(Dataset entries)
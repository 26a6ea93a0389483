//! Infrastructure layer: concrete implementations of the domain interfaces.

pub mod auth;
pub mod dto;
pub mod registry;
pub mod repository;
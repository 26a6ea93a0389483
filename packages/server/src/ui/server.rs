//! Server execution logic.

use std::sync::Arc;

use axum::{
    Router,
    routing::{get, post},
};
use tokio::net::TcpListener;
use tower_http::trace::TraceLayer;

use super::{
    handler::{
        count_unread, get_conversation_messages, get_conversations, health_check,
        mark_conversation_read, websocket_handler,
    },
    signal::shutdown_signal,
    state::AppState,
};

/// Relay server
///
/// # Example
///
/// ```ignore
/// let server = Server::new(Arc::new(app_state));
/// server.run("127.0.0.1:3000").await?;
/// ```
pub struct Server {
    state: Arc<AppState>,
}

impl Server {
    pub fn new(state: Arc<AppState>) -> Self {
        Self { state }
    }

    /// Build the router with every endpoint.
    pub fn router(&self) -> Router {
        Router::new()
            // WebSocket エンドポイント
            .route("/ws", get(websocket_handler))
            // HTTP エンドポイント
            .route("/api/health", get(health_check))
            .route("/api/conversations", get(get_conversations))
            .route(
                "/api/conversations/{user_id}/messages",
                get(get_conversation_messages),
            )
            .route(
                "/api/conversations/{user_id}/read",
                post(mark_conversation_read),
            )
            .route("/api/conversations/{user_id}/unread", get(count_unread))
            .layer(TraceLayer::new_for_http())
            .with_state(self.state.clone())
    }

    /// Bind to `bind_addr` and serve until Ctrl+C or SIGTERM.
    ///
    /// # Errors
    ///
    /// Returns an error if the server fails to bind to the specified address or
    /// if there's an error during server execution.
    pub async fn run(self, bind_addr: &str) -> Result<(), Box<dyn std::error::Error>> {
        let listener = TcpListener::bind(bind_addr).await?;

        tracing::info!("Relay server listening on {}", listener.local_addr()?);
        tracing::info!("Connect to: ws://{}/ws", bind_addr);

        axum::serve(listener, self.router())
            .with_graceful_shutdown(shutdown_signal())
            .await?;

        tracing::info!("Server shutdown complete");

        Ok(())
    }
}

- ACTIVITY
Find the lines above that contain the word "post" and copy each one.

- EXERCISE ANSWER
    routing::{get, post},
                post(mark_conversation_read),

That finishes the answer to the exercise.